15. November 2013 bis 23. Mai 2014
Ausstellungskabinett der Wienbibliothek im Rathaus
Rathaus, Eingang Felderstraße, Stiege 6, 1. Stock, 1082 Wien
Öffnungszeiten: werktags Mo-Do 9.00-18.30 Uhr, Fr 9.00-16:30 Uhr

Zur Ausstellung

Das Trauma

Das Kriegsgeschehen erreichte Wien durch die in den Zeitungen publizierten Toten- und Vermisstenlisten, durch die Ankunft der hunderttausend Verletzten und Flüchtlinge, aber es hat die Stadt nicht direkt betroffen.

Und doch standen die Jahre 1914 bis 1918 genauso im Zeichen eines "totalen Krieges", der Zerstörungen anderer Art hinterließ. Im Gedächtnis der Groß- und Urgroßeltern wurde der Erste Weltkrieg assoziiert mit Hunger, Kälte und Entbehrungen, mit Brot- und Kartoffelkarte, Tuberkulose und Spanischer Grippe sowie einer stark erhöhten Sterblichkeitsrate.
Die Qual der alltäglichen Überlebenskämpfe, die demütigenden Erlebnisse des Anstellens und Hamsterns, die Erfahrungen von Ablehnung und Ausgrenzung im Wiener Umland schufen ein Klima des Aufruhrs – und ein Trauma, das nicht so schnell vergessen werden sollte. All das war allerdings das Fundament für einen radikalen Politikwechsel.

Die physischen und psychischen Verwüstungen des Ersten Weltkriegs schrieben die Vorgeschichte einer neuen Sozialgesetzgebung, einer gesellschaftlichen Demokratisierung, einer grundlegenden Gemeindewahlrechtsreform, eines großen Wohnbauprogramms. Überdies hinterließ der Erste Weltkrieg Wien mit einer gebrochenen politischen Identität.
Die Rolle der Reichshaupt- und Residenzstadt war ausgespielt.

Eine Stadt stirbt

Noch 1916 priesen die Feuilletonisten die neue Schlankheit. "Durchhalten!" wurde zur propagandistischen Parole der Stunde. Das Gros der Bevölkerung war längst unterernährt, Kleider und Anzüge passten nicht mehr, Mittel gegen Krätzmilben waren stark nachgefragt, Schuhe und Ledersohlen wurden zum hoch begehrten Gut. Müllabfuhr und Schneeräumung funktionierten nicht mehr, der Straßenbahnverkehr wurde zur Qual. Landgemeinden taten mit Tafeln kund, dass "Hamsterer", Ausflügler und Sommerfrischler aus Wien unerwünscht seien. Die Wiener Bevölkerung fühlte sich eingesperrt, vergessen von Regierung und Verwaltung.

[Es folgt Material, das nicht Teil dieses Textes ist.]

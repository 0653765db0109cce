//! Cross-process coverage for entry locks.
//!
//! Uses a subprocess pattern: the parent re-runs this test binary as a child
//! which takes the lock on a shared entry, writes a readiness file, and then
//! blocks. The parent confirms it cannot take the lock while the child lives
//! and that the lock becomes available once the child is killed.
#![cfg(unix)]

use std::process::{Child, Command, Stdio};
use std::time::Duration;
use std::{env, fs};

use camino::Utf8Path;
use color_eyre::eyre::{Context, Result, ensure, eyre};
use prebuilt_cache::{CacheErrorKind, EntryLock, LockStrategy};
use rstest::rstest;
use tokio::time::{Instant, sleep};

/// Entry path the child locks; its presence marks the child process.
const CHILD_ENTRY_KEY: &str = "PREBUILT_CACHE_LOCK_CHILD_ENTRY";

/// File the child writes once it holds the lock.
const CHILD_READY_KEY: &str = "PREBUILT_CACHE_LOCK_CHILD_READY";

/// Lock backend the child uses.
const CHILD_STRATEGY_KEY: &str = "PREBUILT_CACHE_LOCK_CHILD_STRATEGY";

/// How long the child holds the lock before giving up on being killed.
const CHILD_HOLD: Duration = Duration::from_secs(60);

/// Maximum time to wait for the child to report that it holds the lock.
const READY_TIMEOUT: Duration = Duration::from_secs(30);

const POLL_INTERVAL: Duration = Duration::from_millis(20);

// ============================================================================
// Parent (test harness)
// ============================================================================

#[rstest]
#[case(LockStrategy::Advisory)]
#[case(LockStrategy::PidFile)]
#[tokio::test]
async fn lock_held_by_another_process_is_released_when_it_dies(
    #[case] strategy: LockStrategy,
) -> Result<()> {
    let temp = tempfile::tempdir().context("create temp dir")?;
    let root = Utf8Path::from_path(temp.path()).ok_or_else(|| eyre!("non-UTF-8 temp path"))?;
    let entry = root.join("5.0/Foo/v1.2.3/Release/Foo.framework.zip");
    let ready = root.join("child.ready");

    let mut holder = LockHolder::spawn(&entry, &ready, strategy)?;
    holder.wait_until_ready(&ready).await?;

    let Err(err) =
        EntryLock::acquire_with(&entry, Some(Duration::from_millis(200)), strategy).await
    else {
        return Err(eyre!("acquired an entry the child process still holds"));
    };
    ensure!(
        err.kind() == CacheErrorKind::LockTimeout,
        "expected a lock timeout, got: {err}"
    );

    holder.kill()?;
    let lock = EntryLock::acquire_with(&entry, Some(Duration::from_secs(5)), strategy)
        .await
        .context("acquire after the holder died")?;
    ensure!(lock.is_held(), "lock should be held after the holder died");
    Ok(())
}

/// Child process holding an entry lock; killed on drop.
struct LockHolder {
    child: Child,
}

impl LockHolder {
    fn spawn(entry: &Utf8Path, ready: &Utf8Path, strategy: LockStrategy) -> Result<Self> {
        let exe = env::current_exe().context("resolve current exe")?;
        let child = Command::new(exe)
            .env(CHILD_ENTRY_KEY, entry.as_str())
            .env(CHILD_READY_KEY, ready.as_str())
            .env(CHILD_STRATEGY_KEY, strategy_name(strategy))
            .arg("--ignored")
            .arg("--exact")
            .arg("entry_lock_child_entry")
            .stdout(Stdio::null())
            .spawn()
            .context("spawn child process")?;
        Ok(Self { child })
    }

    async fn wait_until_ready(&mut self, ready: &Utf8Path) -> Result<()> {
        let deadline = Instant::now() + READY_TIMEOUT;
        while !ready.exists() {
            if let Some(status) = self.child.try_wait().context("poll child")? {
                return Err(eyre!("child exited with {status} before taking the lock"));
            }
            if Instant::now() >= deadline {
                return Err(eyre!("child did not take the lock within {READY_TIMEOUT:?}"));
            }
            sleep(POLL_INTERVAL).await;
        }
        Ok(())
    }

    fn kill(&mut self) -> Result<()> {
        self.child.kill().context("kill child")?;
        self.child.wait().context("reap child")?;
        Ok(())
    }
}

impl Drop for LockHolder {
    fn drop(&mut self) {
        if matches!(self.child.try_wait(), Ok(None)) && self.child.kill().is_ok() {
            drop(self.child.wait());
        }
    }
}

const fn strategy_name(strategy: LockStrategy) -> &'static str {
    match strategy {
        LockStrategy::Advisory => "advisory",
        LockStrategy::PidFile => "pid-file",
    }
}

fn parse_strategy(raw: &str) -> Result<LockStrategy> {
    match raw {
        "advisory" => Ok(LockStrategy::Advisory),
        "pid-file" => Ok(LockStrategy::PidFile),
        other => Err(eyre!("unknown lock strategy '{other}'")),
    }
}

// ============================================================================
// Child (subprocess entry point)
// ============================================================================

/// Entry point for the child subprocess.
///
/// Does nothing unless `CHILD_ENTRY_KEY` is set. Otherwise it takes the lock,
/// writes its PID to the readiness file, and sleeps until it is killed.
#[test]
#[ignore = "child subprocess entry point, not a standalone test"]
fn entry_lock_child_entry() -> Result<()> {
    let Ok(entry) = env::var(CHILD_ENTRY_KEY) else {
        return Ok(());
    };
    let ready = env::var(CHILD_READY_KEY).context("read readiness path")?;
    let strategy = parse_strategy(&env::var(CHILD_STRATEGY_KEY).context("read strategy")?)?;

    let runtime = tokio::runtime::Builder::new_current_thread()
        .enable_all()
        .build()
        .context("create child runtime")?;
    runtime.block_on(async {
        let _lock =
            EntryLock::acquire_with(Utf8Path::new(&entry), Some(Duration::from_secs(5)), strategy)
                .await?;
        fs::write(&ready, std::process::id().to_string()).context("write readiness file")?;
        sleep(CHILD_HOLD).await;
        Ok::<(), color_eyre::Report>(())
    })
}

Jugendliche zogen auf der Suche nach Nahrung plündernd durch die Stadt. Die Stimmung war aggressiv, die Klage über die Kriegsgrobheit allgegenwärtig, Rücksicht und Höflichkeit blieben im Überlebenskampf auf der Strecke.

Die Urbanität starb. Autos und Fiaker waren von den Straßen verschwunden, in den Schaufenstern dominierte die Leere, viele Waren gab es nicht mehr, an den versperrten Türen der Restaurants hieß es: "Bis Kriegsende geschlossen". Bis auf einige wenige Ausnahmen wurde jegliche Bautätigkeit eingestellt, viereinhalb Jahre lang gab es kaum Renovierungen. Der U-Bahn- Bau blieb mit Kriegsbeginn in der Planungsphase stecken.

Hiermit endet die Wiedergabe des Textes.